** INPUT RECORDS follows **
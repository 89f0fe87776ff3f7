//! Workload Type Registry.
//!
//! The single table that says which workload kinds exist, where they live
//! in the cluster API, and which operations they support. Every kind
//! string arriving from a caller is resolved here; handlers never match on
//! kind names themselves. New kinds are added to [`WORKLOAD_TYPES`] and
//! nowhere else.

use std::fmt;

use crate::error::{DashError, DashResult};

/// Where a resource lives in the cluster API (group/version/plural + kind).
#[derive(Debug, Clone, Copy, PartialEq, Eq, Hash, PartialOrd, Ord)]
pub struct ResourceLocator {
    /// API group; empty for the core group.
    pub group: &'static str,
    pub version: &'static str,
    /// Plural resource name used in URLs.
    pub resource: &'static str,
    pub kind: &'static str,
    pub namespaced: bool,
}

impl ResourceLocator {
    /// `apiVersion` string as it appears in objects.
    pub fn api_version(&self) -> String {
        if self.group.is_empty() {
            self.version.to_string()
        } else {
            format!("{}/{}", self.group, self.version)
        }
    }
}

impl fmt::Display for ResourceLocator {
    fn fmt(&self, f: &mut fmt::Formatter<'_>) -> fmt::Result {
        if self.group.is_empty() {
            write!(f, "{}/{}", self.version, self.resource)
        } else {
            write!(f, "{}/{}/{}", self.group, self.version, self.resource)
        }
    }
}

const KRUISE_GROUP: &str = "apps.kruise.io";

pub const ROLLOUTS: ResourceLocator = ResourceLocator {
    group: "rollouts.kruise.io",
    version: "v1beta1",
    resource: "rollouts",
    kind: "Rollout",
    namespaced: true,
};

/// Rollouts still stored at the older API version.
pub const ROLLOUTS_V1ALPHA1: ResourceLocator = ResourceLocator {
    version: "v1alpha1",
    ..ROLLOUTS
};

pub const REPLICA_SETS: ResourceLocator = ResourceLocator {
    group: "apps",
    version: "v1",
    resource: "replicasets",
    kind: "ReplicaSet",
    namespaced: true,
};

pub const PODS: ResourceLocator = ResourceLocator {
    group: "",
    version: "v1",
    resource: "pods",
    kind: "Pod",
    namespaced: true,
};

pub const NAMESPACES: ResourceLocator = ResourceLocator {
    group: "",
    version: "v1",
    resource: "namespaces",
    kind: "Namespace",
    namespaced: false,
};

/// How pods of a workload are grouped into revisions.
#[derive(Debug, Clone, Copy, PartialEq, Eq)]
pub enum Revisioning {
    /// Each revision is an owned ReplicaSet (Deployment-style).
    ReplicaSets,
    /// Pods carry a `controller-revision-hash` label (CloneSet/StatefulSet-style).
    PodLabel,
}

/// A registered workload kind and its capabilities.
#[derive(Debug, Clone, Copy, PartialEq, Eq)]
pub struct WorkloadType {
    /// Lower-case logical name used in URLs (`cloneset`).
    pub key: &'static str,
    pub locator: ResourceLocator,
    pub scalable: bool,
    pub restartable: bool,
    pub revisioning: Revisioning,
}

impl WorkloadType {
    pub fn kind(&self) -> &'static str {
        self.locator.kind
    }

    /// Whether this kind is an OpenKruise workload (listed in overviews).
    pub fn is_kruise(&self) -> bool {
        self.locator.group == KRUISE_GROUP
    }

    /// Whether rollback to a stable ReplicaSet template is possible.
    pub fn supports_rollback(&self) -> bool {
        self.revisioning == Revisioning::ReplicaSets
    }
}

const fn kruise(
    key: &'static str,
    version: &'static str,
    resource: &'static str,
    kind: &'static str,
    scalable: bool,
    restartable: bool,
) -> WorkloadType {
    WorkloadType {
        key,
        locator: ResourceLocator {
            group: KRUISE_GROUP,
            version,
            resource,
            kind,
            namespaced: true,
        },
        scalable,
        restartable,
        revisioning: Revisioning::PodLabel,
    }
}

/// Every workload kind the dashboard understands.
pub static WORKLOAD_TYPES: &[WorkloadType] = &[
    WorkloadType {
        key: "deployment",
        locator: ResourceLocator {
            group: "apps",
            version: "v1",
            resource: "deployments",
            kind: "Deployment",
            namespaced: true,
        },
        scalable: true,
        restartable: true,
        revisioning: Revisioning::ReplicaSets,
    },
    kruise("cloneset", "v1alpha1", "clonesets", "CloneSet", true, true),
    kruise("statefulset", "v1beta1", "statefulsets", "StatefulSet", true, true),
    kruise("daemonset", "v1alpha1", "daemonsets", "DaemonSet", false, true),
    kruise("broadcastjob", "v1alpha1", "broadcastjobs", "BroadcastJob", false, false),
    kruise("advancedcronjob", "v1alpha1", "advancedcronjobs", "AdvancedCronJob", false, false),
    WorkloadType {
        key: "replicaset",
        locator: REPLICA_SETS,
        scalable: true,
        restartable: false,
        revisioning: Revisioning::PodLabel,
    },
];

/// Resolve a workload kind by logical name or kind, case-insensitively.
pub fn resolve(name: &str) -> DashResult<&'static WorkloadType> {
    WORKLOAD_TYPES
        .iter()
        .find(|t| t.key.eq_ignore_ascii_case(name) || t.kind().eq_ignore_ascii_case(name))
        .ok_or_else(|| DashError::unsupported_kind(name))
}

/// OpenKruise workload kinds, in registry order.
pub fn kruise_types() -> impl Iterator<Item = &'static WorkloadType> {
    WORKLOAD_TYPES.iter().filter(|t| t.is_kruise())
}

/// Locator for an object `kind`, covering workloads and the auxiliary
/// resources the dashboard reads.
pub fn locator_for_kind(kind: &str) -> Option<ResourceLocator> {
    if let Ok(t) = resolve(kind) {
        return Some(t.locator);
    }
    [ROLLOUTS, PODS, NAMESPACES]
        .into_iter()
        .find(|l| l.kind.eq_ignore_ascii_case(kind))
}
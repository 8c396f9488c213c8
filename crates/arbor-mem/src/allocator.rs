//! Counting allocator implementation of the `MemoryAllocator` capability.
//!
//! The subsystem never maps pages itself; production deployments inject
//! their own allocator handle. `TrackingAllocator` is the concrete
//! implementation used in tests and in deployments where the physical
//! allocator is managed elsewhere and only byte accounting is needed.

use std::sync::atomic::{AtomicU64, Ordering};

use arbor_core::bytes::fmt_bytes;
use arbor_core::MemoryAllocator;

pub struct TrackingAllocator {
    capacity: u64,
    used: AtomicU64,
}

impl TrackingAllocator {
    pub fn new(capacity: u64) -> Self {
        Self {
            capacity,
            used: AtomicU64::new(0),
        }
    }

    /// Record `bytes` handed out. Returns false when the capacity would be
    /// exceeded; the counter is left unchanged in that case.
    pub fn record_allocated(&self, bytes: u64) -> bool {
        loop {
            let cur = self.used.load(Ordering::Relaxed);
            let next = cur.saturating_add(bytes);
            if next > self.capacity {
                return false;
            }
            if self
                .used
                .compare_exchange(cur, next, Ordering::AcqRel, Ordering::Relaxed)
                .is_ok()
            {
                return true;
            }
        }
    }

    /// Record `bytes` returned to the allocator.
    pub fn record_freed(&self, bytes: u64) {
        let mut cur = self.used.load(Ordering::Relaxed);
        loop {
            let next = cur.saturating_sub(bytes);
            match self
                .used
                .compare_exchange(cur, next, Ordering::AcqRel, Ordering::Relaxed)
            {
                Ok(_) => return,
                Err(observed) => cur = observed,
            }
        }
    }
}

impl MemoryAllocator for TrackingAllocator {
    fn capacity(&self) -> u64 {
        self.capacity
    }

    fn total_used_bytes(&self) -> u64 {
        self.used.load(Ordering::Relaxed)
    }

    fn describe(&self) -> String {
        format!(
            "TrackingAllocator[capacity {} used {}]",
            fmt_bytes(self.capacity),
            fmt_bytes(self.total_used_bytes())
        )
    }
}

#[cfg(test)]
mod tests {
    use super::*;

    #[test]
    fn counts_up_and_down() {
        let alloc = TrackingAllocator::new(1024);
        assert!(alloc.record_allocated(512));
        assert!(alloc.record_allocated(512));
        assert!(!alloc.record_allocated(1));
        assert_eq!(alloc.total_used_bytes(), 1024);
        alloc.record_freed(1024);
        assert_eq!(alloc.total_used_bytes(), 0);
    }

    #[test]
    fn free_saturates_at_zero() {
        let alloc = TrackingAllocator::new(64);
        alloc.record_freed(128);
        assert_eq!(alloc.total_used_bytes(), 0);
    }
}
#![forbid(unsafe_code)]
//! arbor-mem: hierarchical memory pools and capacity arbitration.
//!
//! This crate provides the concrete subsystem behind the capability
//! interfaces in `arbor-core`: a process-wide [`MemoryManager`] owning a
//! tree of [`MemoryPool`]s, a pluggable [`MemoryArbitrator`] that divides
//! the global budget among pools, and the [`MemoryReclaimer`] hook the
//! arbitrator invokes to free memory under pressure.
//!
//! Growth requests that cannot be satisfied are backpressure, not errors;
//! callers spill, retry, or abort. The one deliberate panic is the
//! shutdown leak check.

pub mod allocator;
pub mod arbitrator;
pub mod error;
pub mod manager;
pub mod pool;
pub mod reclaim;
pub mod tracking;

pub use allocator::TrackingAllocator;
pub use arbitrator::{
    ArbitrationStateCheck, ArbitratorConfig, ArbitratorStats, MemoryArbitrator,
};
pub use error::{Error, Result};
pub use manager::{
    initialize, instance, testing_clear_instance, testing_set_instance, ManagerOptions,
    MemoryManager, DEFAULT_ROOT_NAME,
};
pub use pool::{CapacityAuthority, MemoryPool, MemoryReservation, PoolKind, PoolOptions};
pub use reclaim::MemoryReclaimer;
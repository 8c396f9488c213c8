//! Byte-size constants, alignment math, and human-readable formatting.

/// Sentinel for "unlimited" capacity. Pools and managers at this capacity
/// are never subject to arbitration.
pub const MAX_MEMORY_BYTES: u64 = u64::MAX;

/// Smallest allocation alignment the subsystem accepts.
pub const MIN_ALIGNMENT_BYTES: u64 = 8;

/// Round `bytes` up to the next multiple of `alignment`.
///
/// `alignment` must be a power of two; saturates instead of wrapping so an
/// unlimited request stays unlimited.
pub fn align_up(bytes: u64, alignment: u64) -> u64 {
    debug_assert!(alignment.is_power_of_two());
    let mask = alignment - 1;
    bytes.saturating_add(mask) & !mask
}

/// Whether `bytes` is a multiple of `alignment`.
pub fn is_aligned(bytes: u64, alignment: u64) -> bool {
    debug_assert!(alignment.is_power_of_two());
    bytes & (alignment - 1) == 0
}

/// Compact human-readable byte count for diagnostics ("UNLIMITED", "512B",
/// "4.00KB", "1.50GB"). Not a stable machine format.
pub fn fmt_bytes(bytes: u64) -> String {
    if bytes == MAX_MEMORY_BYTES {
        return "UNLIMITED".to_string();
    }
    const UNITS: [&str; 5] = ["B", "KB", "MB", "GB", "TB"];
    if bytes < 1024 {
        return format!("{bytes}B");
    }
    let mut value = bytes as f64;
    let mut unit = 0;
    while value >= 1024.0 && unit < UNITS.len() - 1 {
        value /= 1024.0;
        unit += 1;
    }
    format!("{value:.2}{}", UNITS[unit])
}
** End of INPUT RECORDS **
In the data above, find each line that uses the string "multiple". Copy it.

/// Round `bytes` up to the next multiple of `alignment`.
/// Whether `bytes` is a multiple of `alignment`.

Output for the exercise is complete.